Damit ist nun erst das tiefere Problem gestellt, dessen Herbeiführung, scheint es, die einzige ernsthafte Absicht dieser sonst ziemlich ironisch behandelten Versuche, den Sophisten zu definieren, ist. Nämlich: was hat es eigentlich auf sich mit diesem seltsamen Scheinen und nicht Sein, diesem Meinen und Aussagen von etwas, das nicht ist? Damit scheint ein gewisses Sein des Nichtseins gesetzt, im Widerspruch mit[283] dem Satze des Parmenides, daß ein Nichtsein auf keine Weise sein, d.h. statthaben könne. Auf dies einzige Problem bezieht sich die uns hier allein angehende Hauptuntersuchung (236 D – 264 B). Nachdem sie erledigt ist, wird auf Grund ihres Ergebnisses die bis auf diesen tiefer führenden Zweifel schon zuvor hinreichend gesicherte Begriffsbestimmung des Sophisten wieder aufgenommen und ganz im vorigen Sinne zu Ende gebracht.

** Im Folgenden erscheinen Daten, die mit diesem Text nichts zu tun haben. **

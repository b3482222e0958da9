//! USB ID database and class classification.
//!
//! Vendor, product and class names come from the `usb.ids` database shipped
//! with usbutils/hwdata. The file is a line-oriented, tab-indented text format:
//!
//! ```text
//! # comment
//! 046d  Logitech, Inc.
//! 	0825  Webcam C270
//! C 0e  Video
//! 	01  Video Control
//! 	02  Video Streaming
//! C 03  Human Interface Device
//! 	01  Boot Interface Subclass
//! 		01  Keyboard
//! ```
//!
//! Vendor blocks nest products; `C` blocks nest subclasses, which nest
//! protocols. All other sections (audio terminals, HID usages, languages...)
//! are skipped. When no database is installed, the base class names defined
//! by the USB-IF are still known, so classification degrades gracefully.

use std::collections::HashMap;
use std::path::{Path, PathBuf};

use periphery_core::constants::USB_IDS_SEARCH_PATHS;
use tracing::{debug, info, warn};

use crate::error::Result;

/// USB-IF base class codes and their `usb.ids` names.
const BASE_CLASSES: &[(u8, &str)] = &[
    (0x00, "(Defined at Interface level)"),
    (0x01, "Audio"),
    (0x02, "Communications"),
    (0x03, "Human Interface Device"),
    (0x05, "Physical Interface Device"),
    (0x06, "Imaging"),
    (0x07, "Printer"),
    (0x08, "Mass Storage"),
    (0x09, "Hub"),
    (0x0a, "CDC Data"),
    (0x0b, "Chip/SmartCard"),
    (0x0d, "Content Security"),
    (0x0e, "Video"),
    (0x0f, "Personal Healthcare"),
    (0x10, "Audio/Video"),
    (0x11, "Billboard"),
    (0x12, "USB Type-C Bridge"),
    (0xdc, "Diagnostic"),
    (0xe0, "Wireless"),
    (0xef, "Miscellaneous Device"),
    (0xfe, "Application Specific Interface"),
    (0xff, "Vendor Specific Class"),
];

#[derive(Debug, Clone, Default)]
struct Vendor {
    name: String,
    products: HashMap<u16, String>,
}

#[derive(Debug, Clone, Default)]
struct Class {
    name: String,
    subclasses: HashMap<u8, Subclass>,
}

#[derive(Debug, Clone, Default)]
struct Subclass {
    name: String,
    protocols: HashMap<u8, String>,
}

/// Parser position inside the database.
#[derive(Debug, Clone, Copy)]
enum Section {
    None,
    Vendor(u16),
    Class(u8, Option<u8>),
    Other,
}

/// In-memory `usb.ids` database.
///
/// # Examples
///
/// ```
/// use periphery_hardware::usb_ids::UsbIds;
///
/// let ids = UsbIds::parse("046d  Logitech, Inc.\n\t0825  Webcam C270\n");
/// assert_eq!(ids.vendor_name(0x046d), Some("Logitech, Inc."));
/// assert_eq!(ids.product_name(0x046d, 0x0825), Some("Webcam C270"));
///
/// // Base class names are known even without a database.
/// assert_eq!(UsbIds::empty().classify(0x08, 0x06, 0x50), "Mass Storage");
/// ```
#[derive(Debug, Clone, Default)]
pub struct UsbIds {
    vendors: HashMap<u16, Vendor>,
    classes: HashMap<u8, Class>,
}

impl UsbIds {
    /// Database with no entries; only built-in base class names resolve.
    pub fn empty() -> Self {
        Self::default()
    }

    /// Parse database text. Malformed lines are skipped.
    pub fn parse(text: &str) -> Self {
        let mut ids = Self::default();
        let mut section = Section::None;

        for line in text.lines() {
            if line.trim().is_empty() || line.starts_with('#') {
                continue;
            }

            if let Some(entry) = line.strip_prefix("\t\t") {
                if let Section::Class(class, Some(subclass)) = section
                    && let Some((code, name)) = split_entry(entry, 2)
                    && let Ok(protocol) = u8::from_str_radix(code, 16)
                    && let Some(sub) = ids
                        .classes
                        .get_mut(&class)
                        .and_then(|c| c.subclasses.get_mut(&subclass))
                {
                    sub.protocols.insert(protocol, name.to_string());
                }
                continue;
            }

            if let Some(entry) = line.strip_prefix('\t') {
                match section {
                    Section::Vendor(vendor) => {
                        if let Some((code, name)) = split_entry(entry, 4)
                            && let Ok(product) = u16::from_str_radix(code, 16)
                            && let Some(v) = ids.vendors.get_mut(&vendor)
                        {
                            v.products.insert(product, name.to_string());
                        }
                    }
                    Section::Class(class, _) => {
                        if let Some((code, name)) = split_entry(entry, 2)
                            && let Ok(subclass) = u8::from_str_radix(code, 16)
                            && let Some(c) = ids.classes.get_mut(&class)
                        {
                            c.subclasses.insert(
                                subclass,
                                Subclass {
                                    name: name.to_string(),
                                    protocols: HashMap::new(),
                                },
                            );
                            section = Section::Class(class, Some(subclass));
                        }
                    }
                    Section::None | Section::Other => {}
                }
                continue;
            }

            section = if let Some(entry) = line.strip_prefix("C ") {
                match split_entry(entry, 2).and_then(|(code, name)| {
                    u8::from_str_radix(code, 16).ok().map(|class| (class, name))
                }) {
                    Some((class, name)) => {
                        ids.classes.insert(
                            class,
                            Class {
                                name: name.to_string(),
                                subclasses: HashMap::new(),
                            },
                        );
                        Section::Class(class, None)
                    }
                    None => Section::Other,
                }
            } else {
                match split_entry(line, 4).and_then(|(code, name)| {
                    u16::from_str_radix(code, 16).ok().map(|vendor| (vendor, name))
                }) {
                    Some((vendor, name)) => {
                        ids.vendors.insert(
                            vendor,
                            Vendor {
                                name: name.to_string(),
                                products: HashMap::new(),
                            },
                        );
                        Section::Vendor(vendor)
                    }
                    None => Section::Other,
                }
            };
        }

        ids
    }

    /// Load and parse a database file.
    ///
    /// The file is read as bytes and decoded lossily; published databases
    /// contain a few non-UTF-8 vendor names.
    ///
    /// # Errors
    ///
    /// Returns an error if the file cannot be read.
    pub fn load(path: &Path) -> Result<Self> {
        let bytes = std::fs::read(path)?;
        Ok(Self::parse(&String::from_utf8_lossy(&bytes)))
    }

    /// Load the database from `explicit` if given, else from the first
    /// well-known location that exists. Falls back to an empty database.
    pub fn discover(explicit: Option<&Path>) -> Self {
        let candidates: Vec<PathBuf> = match explicit {
            Some(path) => vec![path.to_path_buf()],
            None => USB_IDS_SEARCH_PATHS.iter().map(PathBuf::from).collect(),
        };

        for path in candidates {
            if explicit.is_none() && !path.exists() {
                continue;
            }
            match Self::load(&path) {
                Ok(ids) => {
                    info!(
                        path = %path.display(),
                        vendors = ids.vendors.len(),
                        classes = ids.classes.len(),
                        "Loaded USB ID database"
                    );
                    return ids;
                }
                Err(e) => warn!(path = %path.display(), "Cannot read USB ID database: {}", e),
            }
        }

        debug!("No USB ID database available, using built-in class names only");
        Self::empty()
    }

    /// Number of vendors in the database.
    pub fn vendor_count(&self) -> usize {
        self.vendors.len()
    }

    /// Vendor display name.
    pub fn vendor_name(&self, vendor: u16) -> Option<&str> {
        self.vendors.get(&vendor).map(|v| v.name.as_str())
    }

    /// Product display name.
    pub fn product_name(&self, vendor: u16, product: u16) -> Option<&str> {
        self.vendors
            .get(&vendor)
            .and_then(|v| v.products.get(&product))
            .map(String::as_str)
    }

    /// Classify a class/subclass/protocol triple into a display string.
    ///
    /// - `"<Class> (<Subclass>) <Protocol>"` when all three are known
    /// - `"<Class> (<Subclass>)"` when class and subclass are known
    /// - `"<Class>"` when only the class is known
    /// - `"Unknown cc.ss.pp"` otherwise
    pub fn classify(&self, class: u8, sub_class: u8, protocol: u8) -> String {
        let Some(class_name) = self.class_name(class) else {
            return format!("Unknown {class:02x}.{sub_class:02x}.{protocol:02x}");
        };

        let Some(subclass) = self
            .classes
            .get(&class)
            .and_then(|c| c.subclasses.get(&sub_class))
        else {
            return class_name.to_string();
        };

        match subclass.protocols.get(&protocol) {
            Some(protocol_name) => format!("{class_name} ({}) {protocol_name}", subclass.name),
            None => format!("{class_name} ({})", subclass.name),
        }
    }

    fn class_name(&self, class: u8) -> Option<&str> {
        self.classes
            .get(&class)
            .map(|c| c.name.as_str())
            .or_else(|| {
                BASE_CLASSES
                    .iter()
                    .find(|(code, _)| *code == class)
                    .map(|(_, name)| *name)
            })
    }
}

/// Split `"<hex code>  <name>"`, checking the code width.
fn split_entry(entry: &str, width: usize) -> Option<(&str, &str)> {
    let (code, name) = entry.split_once(char::is_whitespace)?;
    if code.len() != width || !code.chars().all(|c| c.is_ascii_hexdigit()) {
        return None;
    }
    let name = name.trim();
    if name.is_empty() {
        return None;
    }
    Some((code, name))
}

#[cfg(test)]
mod tests {
    use super::*;
    use rstest::rstest;
    use std::io::Write;

    const SAMPLE: &str = "\
#
#	List of USB ID's
#
# Syntax:
# vendor  vendor_name
#	device  device_name				<-- single tab
#		interface  interface_name		<-- two tabs

1d6b  Linux Foundation
	0001  1.1 root hub
	0002  2.0 root hub
	0003  3.0 root hub
046d  Logitech, Inc.
	0825  Webcam C270
	c52b  Unifying Receiver
		0000  Interface zero
0bda  Realtek Semiconductor Corp.

# List of known device classes, subclasses and protocols
C 00  (Defined at Interface level)
C 03  Human Interface Device
	00  No Subclass
	01  Boot Interface Subclass
		01  Keyboard
		02  Mouse
C 09  Hub
	00  Unused
		00  Full speed (or root) hub
		03  TT per port
C 0e  Video
	01  Video Control
	02  Video Streaming

# List of Audio Class Terminal Types
AT 0100  USB Undefined
AT 0101  USB Streaming

# HID Descriptor bCountryCode
HCC 00  Not supported
";

    fn sample() -> UsbIds {
        UsbIds::parse(SAMPLE)
    }

    #[test]
    fn test_vendor_and_product_lookup() {
        let ids = sample();
        assert_eq!(ids.vendor_count(), 3);
        assert_eq!(ids.vendor_name(0x1d6b), Some("Linux Foundation"));
        assert_eq!(ids.product_name(0x1d6b, 0x0002), Some("2.0 root hub"));
        assert_eq!(ids.product_name(0x046d, 0xc52b), Some("Unifying Receiver"));
        assert_eq!(ids.vendor_name(0x0bda), Some("Realtek Semiconductor Corp."));
        assert_eq!(ids.product_name(0x0bda, 0x8153), None);
        assert_eq!(ids.vendor_name(0xdead), None);
    }

    #[test]
    fn test_interface_lines_do_not_become_products() {
        let ids = sample();
        assert_eq!(ids.product_name(0x046d, 0x0000), None);
    }

    #[test]
    fn test_other_sections_are_skipped() {
        let ids = sample();
        // "AT 0100" must not be mistaken for a vendor.
        assert_eq!(ids.vendor_name(0x0100), None);
        assert_eq!(ids.classify(0x09, 0x00, 0x03), "Hub (Unused) TT per port");
    }

    #[rstest]
    #[case(0x03, 0x01, 0x01, "Human Interface Device (Boot Interface Subclass) Keyboard")]
    #[case(0x03, 0x01, 0x07, "Human Interface Device (Boot Interface Subclass)")]
    #[case(0x03, 0x05, 0x00, "Human Interface Device")]
    #[case(0x0e, 0x02, 0x00, "Video (Video Streaming)")]
    #[case(0x08, 0x06, 0x50, "Mass Storage")]
    #[case(0x42, 0x01, 0x02, "Unknown 42.01.02")]
    fn test_classify(
        #[case] class: u8,
        #[case] sub_class: u8,
        #[case] protocol: u8,
        #[case] expected: &str,
    ) {
        assert_eq!(sample().classify(class, sub_class, protocol), expected);
    }

    #[rstest]
    #[case(0x01, "Audio")]
    #[case(0x09, "Hub")]
    #[case(0xff, "Vendor Specific Class")]
    #[case(0x04, "Unknown 04.00.00")]
    fn test_classify_without_database(#[case] class: u8, #[case] expected: &str) {
        assert_eq!(UsbIds::empty().classify(class, 0, 0), expected);
    }

    #[test]
    fn test_parse_skips_malformed_lines() {
        let ids = UsbIds::parse("zzzz  Not a vendor\n\t0001  orphan\n12  short\n");
        assert_eq!(ids.vendor_count(), 0);
    }

    #[test]
    fn test_load_from_file() {
        let mut file = tempfile::NamedTempFile::new().unwrap();
        file.write_all(SAMPLE.as_bytes()).unwrap();
        // A latin-1 vendor name must not prevent loading.
        file.write_all(b"1234  Soci\xe9t\xe9\n").unwrap();

        let ids = UsbIds::load(file.path()).unwrap();
        assert_eq!(ids.vendor_name(0x1d6b), Some("Linux Foundation"));
        assert!(ids.vendor_name(0x1234).is_some());
    }

    #[test]
    fn test_discover_explicit_missing_file_falls_back_to_empty() {
        let dir = tempfile::tempdir().unwrap();
        let ids = UsbIds::discover(Some(&dir.path().join("missing.ids")));
        assert_eq!(ids.vendor_count(), 0);
        assert_eq!(ids.classify(0x0e, 0x01, 0x00), "Video");
    }

    #[test]
    fn test_discover_explicit_file() {
        let mut file = tempfile::NamedTempFile::new().unwrap();
        file.write_all(SAMPLE.as_bytes()).unwrap();

        let ids = UsbIds::discover(Some(file.path()));
        assert_eq!(ids.product_name(0x046d, 0x0825), Some("Webcam C270"));
    }
}
// libs/appointment-cell/src/router.rs
use std::sync::Arc;

use axum::{
    middleware,
    routing::{get, post},
    Router,
};

use shared_config::AppConfig;
use shared_utils::extractor::auth_middleware;

use crate::handlers;

pub fn appointment_routes(state: Arc<AppConfig>) -> Router {
    // All appointment operations require authentication
    let protected_routes = Router::new()
        // Booking and lookup
        .route("/", post(handlers::book_appointment))
        .route("/search", get(handlers::search_appointments))
        .route("/upcoming", get(handlers::get_upcoming_appointments))
        .route("/{appointment_id}", get(handlers::get_appointment))

        // Lifecycle transitions
        .route("/{appointment_id}/confirm", post(handlers::confirm_appointment))
        .route("/{appointment_id}/reject", post(handlers::reject_appointment))
        .route("/{appointment_id}/cancel", post(handlers::cancel_appointment))
        .route("/{appointment_id}/complete", post(handlers::complete_appointment))

        // Reschedule negotiation
        .route("/{appointment_id}/reschedule", post(handlers::propose_reschedule))
        .route("/{appointment_id}/reschedule/approve", post(handlers::approve_reschedule))
        .route("/{appointment_id}/reschedule/decline", post(handlers::decline_reschedule))
        .route("/{appointment_id}/reschedule/withdraw", post(handlers::withdraw_reschedule))

        .layer(middleware::from_fn_with_state(state.clone(), auth_middleware));

    Router::new()
        .merge(protected_routes)
        .with_state(state)
}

Die zentrale Untersuchung aber gliedert sich einfach nach Problem und Lösung. Die Entwicklung des Problems geht sachgemäß aus vom Begriff des Nichtseins, greift dann aber notwendig zurück auf den ihm gegenüberstehenden positiven Begriff des Seins, der sich nicht minder schwierig erweist. Die Auflösung dagegen geht aus von der ganz radikalen Frage der Möglichkeit des Seins d.h. der Prädikation überhaupt. Diese fordert allgemein die Verknüpfbarkeit der Begriffe. Aufgabe der Dialektik ist, darzutun, welche Begriffe mit welchen zu verknüpfen sind. Da nun die Dialektik sich mit der Philosophie wesentlich deckt, so ist damit unversehens der Begriff des Philosophen, vor dem des Sophisten, schon gefunden; was es begreiflicher erscheinen läßt, daß PLATO darauf verzichten konnte, diesem noch eine besondre Untersuchung, nach der des Sophisten und des Staatsmanns, zu widmen. Auf Grund der so eingeführten Erörterung über die Fundamentalbegriffe des Denkens wird dann, zugleich mit dem Begriff des Seins, der des Nichtseins endgültig bestimmt. Und zwar ergibt sich, daß das Nichtsein, als identisch mit der Verschiedenheit, dem Sein nicht schlechthin entgegengesetzt, ein Sein des Nichtseins also, und damit falsche Aussage, falsches Urteil, falscher Schein möglich, mithin der diese Möglichkeit voraussetzende Begriff des Sophisten gerechtfertigt ist.